Chair of the Maternal Health Alliance Dr Alain George, also said: “We know that suicide is a leading cause of maternal death, and that this represents the tip of an iceberg of suffering that has been ignored for too long.

“Despite some additional funding, GPs, midwives, health visitors, therapists and specialists providing perinatal mental healthcare are under extreme pressure, and in half of the UK, pregnant women and new mothers have no access to the care they need.

“Yet leaving this inadequate care for perinatal mental health problems adds costs to society of £8.1bn each year, of which over £1bn is borne by the NHS.”

He added that the women who responded to the survey have reminded us “that the healthcare responsibility and the economic necessity to take action, are joined by a moral imperative to put an end to these unacceptable levels of avoidable suffering”.

The Royal College of Midwives also welcomed the “shocking” report, citing the “post-code lottery” nature of mental health provision for mothers and their partners and urged the NHS to invest further in maternal mental health services.

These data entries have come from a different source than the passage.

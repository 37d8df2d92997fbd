//! Fluent builders for configuration types
//!
//! Every field has a default, so `AnalyzerConfig::builder().build()` is a
//! valid configuration. `build()` rejects zero timeouts and zero concurrency.

use crate::utils::{
    CHROME_USER_AGENT, DEFAULT_BROWSER_TIMEOUT_SECS, DEFAULT_LINK_CHECK_CONCURRENCY,
    DEFAULT_LINK_CHECK_TIMEOUT_SECS, DEFAULT_NETWORK_TIMEOUT_SECS, DEFAULT_PORT,
};
use anyhow::{Result, anyhow};
use std::net::{Ipv4Addr, SocketAddr};
use std::path::PathBuf;

use super::types::{AnalyzerConfig, ServerConfig};

#[derive(Debug, Clone)]
pub struct AnalyzerConfigBuilder {
    headless: bool,
    chrome_data_dir: Option<PathBuf>,
    browser_timeout_secs: u64,
    network_timeout_secs: u64,
    link_check_timeout_secs: u64,
    link_check_concurrency: usize,
    user_agent: String,
}

impl Default for AnalyzerConfigBuilder {
    fn default() -> Self {
        Self {
            headless: true,
            chrome_data_dir: None,
            browser_timeout_secs: DEFAULT_BROWSER_TIMEOUT_SECS,
            network_timeout_secs: DEFAULT_NETWORK_TIMEOUT_SECS,
            link_check_timeout_secs: DEFAULT_LINK_CHECK_TIMEOUT_SECS,
            link_check_concurrency: DEFAULT_LINK_CHECK_CONCURRENCY,
            user_agent: CHROME_USER_AGENT.to_string(),
        }
    }
}

impl AnalyzerConfig {
    /// Create a builder for configuring an `AnalyzerConfig` with a fluent interface
    #[must_use]
    pub fn builder() -> AnalyzerConfigBuilder {
        AnalyzerConfigBuilder::default()
    }
}

impl Default for AnalyzerConfig {
    fn default() -> Self {
        let b = AnalyzerConfigBuilder::default();
        Self {
            headless: b.headless,
            chrome_data_dir: b.chrome_data_dir,
            browser_timeout_secs: b.browser_timeout_secs,
            network_timeout_secs: b.network_timeout_secs,
            link_check_timeout_secs: b.link_check_timeout_secs,
            link_check_concurrency: b.link_check_concurrency,
            user_agent: b.user_agent,
        }
    }
}

impl AnalyzerConfigBuilder {
    #[must_use]
    pub fn headless(mut self, headless: bool) -> Self {
        self.headless = headless;
        self
    }

    #[must_use]
    pub fn chrome_data_dir(mut self, dir: Option<PathBuf>) -> Self {
        self.chrome_data_dir = dir;
        self
    }

    #[must_use]
    pub fn browser_timeout_secs(mut self, secs: u64) -> Self {
        self.browser_timeout_secs = secs;
        self
    }

    #[must_use]
    pub fn network_timeout_secs(mut self, secs: u64) -> Self {
        self.network_timeout_secs = secs;
        self
    }

    #[must_use]
    pub fn link_check_timeout_secs(mut self, secs: u64) -> Self {
        self.link_check_timeout_secs = secs;
        self
    }

    #[must_use]
    pub fn link_check_concurrency(mut self, concurrency: usize) -> Self {
        self.link_check_concurrency = concurrency;
        self
    }

    #[must_use]
    pub fn user_agent(mut self, user_agent: impl Into<String>) -> Self {
        self.user_agent = user_agent.into();
        self
    }

    /// Build the config
    ///
    /// # Errors
    ///
    /// Returns an error if a timeout or the link check concurrency is zero.
    pub fn build(self) -> Result<AnalyzerConfig> {
        for (name, value) in [
            ("browser_timeout_secs", self.browser_timeout_secs),
            ("network_timeout_secs", self.network_timeout_secs),
            ("link_check_timeout_secs", self.link_check_timeout_secs),
        ] {
            if value == 0 {
                return Err(anyhow!("{name} must be greater than zero"));
            }
        }
        if self.link_check_concurrency == 0 {
            return Err(anyhow!("link_check_concurrency must be greater than zero"));
        }

        Ok(AnalyzerConfig {
            headless: self.headless,
            chrome_data_dir: self.chrome_data_dir,
            browser_timeout_secs: self.browser_timeout_secs,
            network_timeout_secs: self.network_timeout_secs,
            link_check_timeout_secs: self.link_check_timeout_secs,
            link_check_concurrency: self.link_check_concurrency,
            user_agent: self.user_agent,
        })
    }
}

impl ServerConfig {
    /// Listen on all interfaces at `port`
    #[must_use]
    pub fn new(port: u16) -> Self {
        Self {
            addr: SocketAddr::from((Ipv4Addr::UNSPECIFIED, port)),
        }
    }

    /// Read the port from `PORT`, falling back to the default port
    #[must_use]
    pub fn from_env() -> Self {
        Self::from_port_var(std::env::var("PORT").ok().as_deref())
    }

    pub(crate) fn from_port_var(value: Option<&str>) -> Self {
        let port = match value.map(str::trim) {
            None | Some("") => DEFAULT_PORT,
            Some(raw) => raw.parse().unwrap_or_else(|_| {
                log::warn!("Ignoring invalid PORT value {raw:?}, using {DEFAULT_PORT}");
                DEFAULT_PORT
            }),
        };
        Self::new(port)
    }
}

impl Default for ServerConfig {
    fn default() -> Self {
        Self::new(DEFAULT_PORT)
    }
}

Janet Fyle, professional policy advisor at the RCM, said: “Perinatal mental illness exerts the most unimaginable toll on women, their baby and families and if we don’t invest in maternal mental health services now as a matter of urgency it will cost society more in the long term. This is an economic decision that must be made.”

She added: “The RCM has consistently advocated for the provision of maternal mental services across the UK and in particular in the community, near where women live so that their condition can be monitored to prevent escalation.

“Currently the variations in the provision of care and delays in referrals often mean women can be waiting up to one year for treatment, this is completely unacceptable.”

Fyle stated that midwives play a central role in promoting the emotional wellbeing of women and their babies and in ensuring that all women with mental health concerns get appropriate and timely care.

“Unfortunately, we remain 3,500 midwives short in England and too few midwives means women are not getting the time they need with their midwife and often signs and symptoms of perinatal mental health issues can be missed,” she concluded.